Reputation: 584
I have a component in my Vue.js app that submits email from a form to Mailchimp using Axios.
I've read that to get around CORS in Mailchimp's post URL, I need to use the post-json
version and add &c=?
to the end of the URL. I've also updated my request method from POST
to GET
and serialized my form input.
Component.vue
<mailchimp-subscribe action="https://example.us15.list-manage.com/subscribe/
post-json?u=xxx&id=xxx&c=?"></mailchimp-subscribe>
MailchimpSubscribe.vue
<template>
<form @submit.prevent="subscribe">
<input v-model="email" type="email" name="EMAIL" value="" placeholder="Email Address" required>
<input class="button" type="submit" value="Subscribe">
</form>
</template>
<script>
import axios from 'axios'
export default {
name: 'MailchimpSubscribe',
props: {
action: {}
},
data: () => ({
email: '',
response: {}
}),
methods: {
subscribe: function (event) {
axios({
method: 'get',
url: this.action,
data: JSON.stringify(this.email),
cache: false,
dataType: 'json',
contentType: 'application/json; charset=utf-8'
})
.then(response => {
console.log(response)
})
.catch(error => {
console.log(error)
})
}
}
}
</script>
Using the code above, I still get the following error:
Failed to load https://example.us15.list-manage.com/subscribe/post-json?u=xxx&id=xxx&c=?: No 'Access-Control-Allow-Origin' header is present on the requested resource. Origin 'http://localhost:8080' is therefore not allowed access.

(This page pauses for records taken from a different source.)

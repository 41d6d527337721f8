use axum::routing::get;
use axum::Router;

use crate::state::AppState;

pub mod dashboard;
pub mod health;
pub mod invoices;
pub mod projects;
pub mod timecards;

pub fn v1_router() -> Router<AppState> {
    Router::new()
        .route("/health", get(health::health))
        .route("/dashboard", get(dashboard::get_dashboard))
        .route("/projects", get(projects::list_projects))
        .route("/invoices", get(invoices::list_invoices))
        .route("/timecards", get(timecards::list_timecards))
}
use axum::extract::State;
use axum::Json;
use chrono::Utc;
use serde_json::{json, Value};

use crate::error::AppResult;
use crate::repository::invoices;
use crate::services::finances::summarize_invoices;
use crate::state::AppState;

/// Full invoice list, newest-issued first, with the receivables summary the
/// finances page renders above the table.
pub async fn list_invoices(State(state): State<AppState>) -> AppResult<Json<Value>> {
    let pool = state.require_db()?;

    let rows = invoices::list_invoices(pool).await?;
    let summary = summarize_invoices(&rows, Utc::now().date_naive());

    Ok(Json(json!({ "invoices": rows, "summary": summary })))
}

Is there a step I'm missing?
Upvotes: 1
Views: 7623
Reputation: 4544
Your server (backend) must respond with exactly the same header.
Namely: https://developer.mozilla.org/ru/docs/Web/HTTP/Headers/Access-Control-Allow-Origin
For example Axios get/post (never mind):
const configAxios = {
headers: {
'Content-Type': 'application/json',
},
};
axios.post('api/categories', configAxios)
.then((res) => {
this.categories = res.data;
console.log(res);
})
.catch((err) => {
console.warn('error during http call', err);
});
For example server-side. I like Symfony4 and it is used NelmioCorsBundle, look at the allow_origin: ['*']

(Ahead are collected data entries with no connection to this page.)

//! Sub-label removal.
//!
//! Turns the attribute matrix into removal decisions and blanks the
//! sub-labels that contradict a more trusted label, so stale labels never
//! reach training.

mod apply;
mod conditions;

pub use apply::{apply_removals, RemovalSummary};
pub use conditions::{evaluate_removal_conditions, RemovalAction, RemovalDecisions, RemovalRule, REMOVAL_RULES};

. It's pretty simple, if you use Symfony.
nelmio_cors:
defaults:
allow_credentials: false
allow_origin: ['*']
allow_headers: ['Content-Type']
allow_methods: []
expose_headers: []
max_age: 0
hosts: []
origin_regex: false
forced_allow_origin_value: ~
paths:
'^/api/':
allow_origin: ['*']
allow_headers: ['X-Custom-Auth', 'Content-Type', 'Authorization']
allow_methods: ['POST', 'PUT', 'GET', 'DELETE']
max_age: 3600
'^/':
origin_regex: true
allow_origin: ['^http://localhost:[0-9]+']

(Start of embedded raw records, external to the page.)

//! Raw cell values at the ingestion boundary.
//!
//! Upstream collaborators hand over label columns that are not always clean
//! strings: missing values, numeric class ids, or the odd structured blob.
//! `LabelCell` captures what arrived so normalization can coerce it to a
//! label string or reject it with a precise error.

use serde::{Deserialize, Serialize};

use crate::error::ValidationError;
use crate::source::LabelSource;

/// A single, not yet normalized label cell.
///
/// Deserializes untagged from JSON: `null`, strings, integers, floats and
/// booleans map to their variants; arrays and objects land in `Structured`.
/// Integers above `i64::MAX` are kept exactly in `UInt` and never widened
/// to a float.
///
/// # Examples
///
/// ```
/// use kyrolabel::{LabelCell, LabelSource};
///
/// let cell = LabelCell::from(7_i64);
/// assert_eq!(cell.coerce(LabelSource::Camera, 0).unwrap(), Some("7".to_string()));
///
/// let missing = LabelCell::Null;
/// assert_eq!(missing.coerce(LabelSource::Manual, 0).unwrap(), None);
/// ```
#[derive(Debug, Clone, PartialEq, Default, Serialize, Deserialize)]
#[serde(untagged)]
pub enum LabelCell {
    #[default]
    Null,
    Text(String),
    Int(i64),
    UInt(u64),
    Float(f64),
    Bool(bool),
    Structured(serde_json::Value),
}

impl LabelCell {
    /// Returns true if the cell carries no value.
    ///
    /// A float `NaN` counts as missing, matching how dataframe tooling
    /// encodes absent cells.
    #[must_use]
    pub fn is_missing(&self) -> bool {
        match self {
            Self::Null => true,
            Self::Float(v) => v.is_nan(),
            Self::Structured(v) => v.is_null(),
            _ => false,
        }
    }

    /// Short name of the cell's type, used in error messages.
    #[must_use]
    pub const fn type_name(&self) -> &'static str {
        match self {
            Self::Null => "null",
            Self::Text(_) => "text",
            Self::Int(_) | Self::UInt(_) => "integer",
            Self::Float(_) => "float",
            Self::Bool(_) => "boolean",
            Self::Structured(v) => json_kind(v),
        }
    }

    /// Coerce the cell to a label string.
    ///
    /// Returns `Ok(None)` for missing cells. Integers, finite floats and
    /// booleans are cast to their display form. Arrays, objects and infinite
    /// floats cannot be cast and fail with `TypeMismatch`.
    pub fn coerce(&self, source: LabelSource, row: usize) -> Result<Option<String>, ValidationError> {
        let mismatch = |found: &str| ValidationError::TypeMismatch {
            field: source.column_name().to_string(),
            row,
            found: found.to_string(),
        };

        match self {
            Self::Null => Ok(None),
            Self::Text(s) => Ok(Some(s.clone())),
            Self::Int(v) => Ok(Some(v.to_string())),
            Self::UInt(v) => Ok(Some(v.to_string())),
            Self::Float(v) if v.is_nan() => Ok(None),
            Self::Float(v) if v.is_finite() => Ok(Some(v.to_string())),
            Self::Float(_) => Err(mismatch("non-finite float")),
            Self::Bool(v) => Ok(Some(v.to_string())),
            Self::Structured(v) => match v {
                serde_json::Value::Null => Ok(None),
                serde_json::Value::String(s) => Ok(Some(s.clone())),
                serde_json::Value::Number(n) => Ok(Some(n.to_string())),
                serde_json::Value::Bool(b) => Ok(Some(b.to_string())),
                serde_json::Value::Array(_) | serde_json::Value::Object(_) => Err(mismatch(json_kind(v))),
            },
        }
    }
}

const fn json_kind(v: &serde_json::Value) -> &'static str {
    match v {
        serde_json::Value::Null => "null",
        serde_json::Value::Bool(_) => "boolean",
        serde_json::Value::Number(_) => "number",
        serde_json::Value::String(_) => "text",
        serde_json::Value::Array(_) => "array",
        serde_json::Value::Object(_) => "object",
    }
}

impl From<&str> for LabelCell {
    fn from(value: &str) -> Self {
        Self::Text(value.to_string())
    }
}

impl From<String> for LabelCell {
    fn from(value: String) -> Self {
        Self::Text(value)
    }
}

impl From<i64> for LabelCell {
    fn from(value: i64) -> Self {
        Self::Int(value)
    }
}

impl From<u64> for LabelCell {
    fn from(value: u64) -> Self {
        Self::UInt(value)
    }
}

impl From<f64> for LabelCell {
    fn from(value: f64) -> Self {
        Self::Float(value)
    }
}

impl From<bool> for LabelCell {
    fn from(value: bool) -> Self {
        Self::Bool(value)
    }
}

impl<T: Into<LabelCell>> From<Option<T>> for LabelCell {
    fn from(value: Option<T>) -> Self {
        value.map_or(Self::Null, Into::into)
    }
}

#[cfg(test)]
mod tests {
    use super::*;

    #[test]
    fn test_deserialize_untagged() {
        let cells: Vec<LabelCell> = serde_json::from_str(r#"[null, "dog", 3, 2.5, true, [1], {"a": 1}]"#).unwrap();
        assert_eq!(cells[0], LabelCell::Null);
        assert_eq!(cells[1], LabelCell::Text("dog".to_string()));
        assert_eq!(cells[2], LabelCell::Int(3));
        assert_eq!(cells[3], LabelCell::Float(2.5));
        assert_eq!(cells[4], LabelCell::Bool(true));
        assert_eq!(cells[5].type_name(), "array");
        assert_eq!(cells[6].type_name(), "object");
    }

    #[test]
    fn test_large_unsigned_ids_stay_exact() {
        let cells: Vec<LabelCell> =
            serde_json::from_str("[18446744073709551615, 18446744073709551614, 9223372036854775807]").unwrap();
        assert_eq!(cells[0], LabelCell::UInt(u64::MAX));
        assert_eq!(cells[1], LabelCell::UInt(u64::MAX - 1));
        assert_eq!(cells[2], LabelCell::Int(i64::MAX));

        let src = LabelSource::Sensor;
        assert_eq!(cells[0].coerce(src, 0).unwrap(), Some("18446744073709551615".to_string()));
        assert_eq!(cells[1].coerce(src, 0).unwrap(), Some("18446744073709551614".to_string()));
        assert_eq!(cells[0].type_name(), "integer");
    }

    #[test]
    fn test_missing_values() {
        assert!(LabelCell::Null.is_missing());
        assert!(LabelCell::Float(f64::NAN).is_missing());
        assert!(!LabelCell::Text(String::new()).is_missing());
        assert!(!LabelCell::Int(0).is_missing());
    }

    #[test]
    fn test_coerce_scalars() {
        let src = LabelSource::Camera;
        assert_eq!(LabelCell::from("cat").coerce(src, 0).unwrap(), Some("cat".to_string()));
        assert_eq!(LabelCell::from(12_i64).coerce(src, 0).unwrap(), Some("12".to_string()));
        assert_eq!(LabelCell::from(1.5).coerce(src, 0).unwrap(), Some("1.5".to_string()));
        assert_eq!(LabelCell::from(false).coerce(src, 0).unwrap(), Some("false".to_string()));
        assert_eq!(LabelCell::Float(f64::NAN).coerce(src, 0).unwrap(), None);
        assert_eq!(LabelCell::Null.coerce(src, 0).unwrap(), None);
    }

    #[test]
    fn test_coerce_structured_rejected() {
        let cell = LabelCell::Structured(serde_json::json!(["dog", "cat"]));
        let err = cell.coerce(LabelSource::Manual, 4).unwrap_err();
        match err {
            ValidationError::TypeMismatch { field, row, found } => {
                assert_eq!(field, "manualLabel");
                assert_eq!(row, 4);
                assert_eq!(found, "array");
            }
            other => panic!("unexpected error: {other}"),
        }
    }

    #[test]
    fn test_coerce_infinite_rejected() {
        let err = LabelCell::Float(f64::INFINITY).coerce(LabelSource::Sensor, 1).unwrap_err();
        assert!(matches!(err, ValidationError::TypeMismatch { .. }));
    }

    #[test]
    fn test_from_option() {
        assert_eq!(LabelCell::from(None::<String>), LabelCell::Null);
        assert_eq!(LabelCell::from(Some("dog")), LabelCell::Text("dog".to_string()));
    }
}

allow_headers: ['X-Custom-Auth', 'Content-Type']
allow_methods: ['POST', 'PUT', 'GET', 'DELETE']
max_age: 3600
hosts: ['^api\.']
If you are not directly working with the server, then check with your supplier for this nuance.
This header can also be transmitted for example through Nginx, which is not the best idea.
For example, look at the:
add_header Access-Control-Allow-Origin *;
server {
listen 8080;
server_name site.local;
root /var/www/site/public;
location / {
add_header Access-Control-Allow-Origin *;
# try to serve file directly, fallback to index.php
try_files $uri /index.php$is_args$args;
}
location ~ ^/index\.php(/|$) {
fastcgi_pass unix:/var/run/php/php7.2-fpm.sock;
fastcgi_split_path_info ^(.+\.php)(/.*)$;
include fastcgi_params;
# When you are using symlinks to link the document root to the
# current version of your application, you should pass the real
# application path instead of the path to the symlink to PHP
# FPM.
# Otherwise, PHP's OPcache may not properly detect changes to
# your PHP files (see https://github.com/zendtech/ZendOptimizerPlus/issues/126
# for more information).
fastcgi_param SCRIPT_FILENAME $realpath_root$fastcgi_script_name;
fastcgi_param DOCUMENT_ROOT $realpath_root;
# Prevents URIs that include the front controller. This will 404:
# http://domain.tld/index.php/some-path
# Remove the internal directive to allow URIs like this
internal;
}
# return 404 for all other php files not matching the front controller
# this prevents access to other php files you don't want to be accessible.
location ~ \.php$ {
return 404;
}
error_log /var/log/nginx/project_error.log;
access_log /var/log/nginx/project_access.log;
}
It is worth paying attention if there is no data passed it removes the Content-Type. The data must always be transmitted or be null
. This is strange and it is misleading.